[[ Data for analysis open ]]

// Copyright 2019-2026 ChainSafe Systems
// SPDX-License-Identifier: Apache-2.0, MIT

use std::sync::Arc;

use anyhow::Context as _;
use async_trait::async_trait;
use tokio_util::sync::CancellationToken;
use tracing::info;

use super::{Dispatcher, WorkItem, executed_parent, join_workers, spawn_workers};
use crate::chain::{HeightRange, ResolveNullTipset, tipset_by_height};
use crate::datasource::DataSource;
use crate::schedule::Runnable;
use crate::tasks::Task;

/// Indexes every tipset in a height range, walking parent links down from the top of the range.
pub struct Walker {
    source: Arc<dyn DataSource>,
    dispatcher: Arc<Dispatcher>,
    tasks: Arc<[Task]>,
    range: HeightRange,
    workers: usize,
}

impl Walker {
    pub fn new(
        source: Arc<dyn DataSource>,
        dispatcher: Arc<Dispatcher>,
        tasks: &[Task],
        range: HeightRange,
        workers: usize,
    ) -> Self {
        Self {
            source,
            dispatcher,
            tasks: tasks.into(),
            range,
            workers,
        }
    }

    async fn walk(
        &self,
        tx: flume::Sender<WorkItem>,
        stop: &CancellationToken,
    ) -> anyhow::Result<usize> {
        let head = self.source.chain_head().await.context("failed to read chain head")?;
        anyhow::ensure!(
            self.range.min <= head.epoch(),
            "cannot walk {} beyond the chain head at {}",
            self.range,
            head.epoch()
        );
        let top = self.range.max.min(head.epoch());
        let mut current = tipset_by_height(
            self.source.as_ref(),
            top,
            &head,
            ResolveNullTipset::TakeOlder,
        )
        .await
        .with_context(|| format!("failed to resolve tipset at {top}"))?;

        // The top of the range falls in null rounds, which only the newer tipset can describe.
        if current.epoch() < top {
            let newer = tipset_by_height(
                self.source.as_ref(),
                top,
                &head,
                ResolveNullTipset::TakeNewer,
            )
            .await
            .with_context(|| format!("failed to resolve tipset after {top}"))?;
            let heights = HeightRange::new((current.epoch() + 1).max(self.range.min), top)?;
            self.dispatcher
                .deliver_null_rounds(&newer, &current, heights, &self.tasks)
                .await?;
        }

        let mut visited = 0;
        while current.epoch() >= self.range.min {
            let executed = executed_parent(self.source.as_ref(), &current).await?;
            let is_genesis = executed == current;
            let item = WorkItem {
                current,
                executed: executed.clone(),
            };
            tokio::select! {
                sent = tx.send_async(item) => {
                    if sent.is_err() {
                        break;
                    }
                }
                _ = stop.cancelled() => break,
            }
            visited += 1;
            if is_genesis {
                break;
            }
            current = executed;
        }
        Ok(visited)
    }
}

#[async_trait]
impl Runnable for Walker {
    async fn run(&self, cancel: CancellationToken) -> anyhow::Result<()> {
        info!(range = %self.range, workers = self.workers, "walking chain");
        let stop = cancel.child_token();
        let (tx, rx) = flume::bounded(self.workers.max(1));
        let workers = spawn_workers(
            self.workers,
            rx,
            self.dispatcher.clone(),
            self.tasks.clone(),
            None,
            stop.clone(),
        );
        let walked = self.walk(tx, &stop).await;
        if walked.is_err() {
            stop.cancel();
        }
        let joined = join_workers(workers).await;
        let visited = walked?;
        joined?;
        info!(range = %self.range, tipsets = visited, "walk complete");
        Ok(())
    }
}

#[cfg(test)]
mod tests {
    use pretty_assertions::assert_eq;

    use super::super::testing::dispatcher;
    use super::*;
    use crate::datasource::memory::{ChainBuilder, FailurePoint};
    use crate::model::ReportStatus;
    use crate::storage::memory::MemoryStorage;

    fn range(min: i64, max: i64) -> HeightRange {
        HeightRange::new(min, max).unwrap()
    }

    fn ledger(storage: &MemoryStorage) -> Vec<(i64, String, ReportStatus)> {
        let mut ledger: Vec<_> = storage
            .reports()
            .unwrap()
            .into_iter()
            .map(|r| (r.height, r.task, r.status))
            .collect();
        ledger.sort();
        ledger
    }

    #[tokio::test]
    async fn walks_every_height() {
        let mut builder = ChainBuilder::new();
        builder.extend_to(10);
        let (dispatcher, storage) = dispatcher(&builder);
        let tasks = [Task::BlockHeader, Task::Message, Task::ChainConsensus];
        let walker = Walker::new(builder.source(), dispatcher, &tasks, range(0, 10), 3);
        walker.run(CancellationToken::new()).await.unwrap();

        let ledger = ledger(&storage);
        // Genesis has no parent execution, so `message` is informational there.
        assert_eq!(ledger.len(), 11 * tasks.len());
        assert!(ledger.iter().all(|(_, _, s)| s.is_complete()));
        for height in 0..=10 {
            let blocks = if height == 0 { 1 } else { 2 };
            assert_eq!(storage.count_at("block_headers", height), blocks);
            assert_eq!(storage.count_at("chain_consensus", height), 1);
        }
    }

    #[tokio::test]
    async fn walking_twice_is_idempotent() {
        let mut builder = ChainBuilder::new();
        builder.extend_to(5);
        let (dispatcher, storage) = dispatcher(&builder);
        let walker = Walker::new(
            builder.source(),
            dispatcher,
            &[Task::BlockHeader, Task::Receipt],
            range(1, 5),
            2,
        );
        walker.run(CancellationToken::new()).await.unwrap();
        let headers = storage.count("block_headers");
        let receipts = storage.count("receipts");
        walker.run(CancellationToken::new()).await.unwrap();
        assert_eq!(storage.count("block_headers"), headers);
        assert_eq!(storage.count("receipts"), receipts);
        assert_eq!(storage.count("processing_reports"), 10);
    }

    #[tokio::test]
    async fn null_rounds_are_covered() {
        let mut builder = ChainBuilder::new();
        builder.extend_to(3);
        builder.push(6);
        builder.extend_to(8);
        let (dispatcher, storage) = dispatcher(&builder);
        let walker = Walker::new(
            builder.source(),
            dispatcher,
            &[Task::ChainConsensus],
            range(2, 8),
            2,
        );
        walker.run(CancellationToken::new()).await.unwrap();

        let heights: Vec<_> = ledger(&storage).into_iter().map(|(h, _, _)| h).collect();
        assert_eq!(heights, (2..=8).collect::<Vec<_>>());
        for height in 2..=8 {
            assert_eq!(storage.count_at("chain_consensus", height), 1);
        }
    }

    #[tokio::test]
    async fn range_ending_in_null_rounds_is_covered() {
        let mut builder = ChainBuilder::new();
        builder.extend_to(3);
        builder.push(6);
        builder.extend_to(8);
        let (dispatcher, storage) = dispatcher(&builder);
        let walker = Walker::new(
            builder.source(),
            dispatcher,
            &[Task::ChainConsensus],
            range(2, 4),
            2,
        );
        walker.run(CancellationToken::new()).await.unwrap();

        let heights: Vec<_> = ledger(&storage).into_iter().map(|(h, _, _)| h).collect();
        assert_eq!(heights, vec![2, 3, 4]);
        for height in 2..=4 {
            assert_eq!(storage.count_at("chain_consensus", height), 1);
        }
        // The tipset at 6 lies outside the range and is left alone.
        assert_eq!(storage.count_at("chain_consensus", 5), 0);
        assert_eq!(storage.count_at("chain_consensus", 6), 0);
    }

    #[tokio::test]
    async fn range_inside_null_rounds_is_covered() {
        let mut builder = ChainBuilder::new();
        builder.extend_to(3);
        builder.push(7);
        let (dispatcher, storage) = dispatcher(&builder);
        let walker = Walker::new(
            builder.source(),
            dispatcher,
            &[Task::ChainConsensus, Task::BlockHeader],
            range(5, 6),
            1,
        );
        walker.run(CancellationToken::new()).await.unwrap();

        let ledger = ledger(&storage);
        assert_eq!(ledger.len(), 4);
        assert!(ledger.iter().all(|(_, _, s)| *s == ReportStatus::Info));
        assert_eq!(storage.count("chain_consensus"), 2);
        assert_eq!(storage.count("block_headers"), 0);
    }

    #[tokio::test]
    async fn failing_task_does_not_stop_the_walk() {
        let mut builder = ChainBuilder::new();
        builder.extend_to(10);
        builder
            .source()
            .inject_failure(FailurePoint::BlockMessages, 4);
        let (dispatcher, storage) = dispatcher(&builder);
        let tasks = [Task::BlockHeader, Task::Message];
        let walker = Walker::new(builder.source(), dispatcher, &tasks, range(0, 10), 4);
        walker.run(CancellationToken::new()).await.unwrap();

        let errors: Vec<_> = ledger(&storage)
            .into_iter()
            .filter(|(_, _, s)| *s == ReportStatus::Error)
            .collect();
        // Messages of the blocks at height 4 are read when indexing height 5.
        assert_eq!(errors, vec![(5, "message".to_owned(), ReportStatus::Error)]);
        assert_eq!(storage.count_at("messages", 4), 0);
        assert_eq!(storage.count_at("messages", 3), 4);
        assert_eq!(storage.count("processing_reports"), 22);
    }

    #[tokio::test]
    async fn rejects_ranges_above_the_head() {
        let mut builder = ChainBuilder::new();
        builder.extend_to(3);
        let (dispatcher, _) = dispatcher(&builder);
        let walker = Walker::new(builder.source(), dispatcher, &[Task::BlockHeader], range(5, 9), 1);
        assert!(walker.run(CancellationToken::new()).await.is_err());
    }
}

[[ Data for analysis closed ]]

→ **Exercise directions**:
Go through the entries above and copy out every line that includes the word "flume".

→ **Result below**:
        tx: flume::Sender<WorkItem>,
        let (tx, rx) = flume::bounded(self.workers.max(1));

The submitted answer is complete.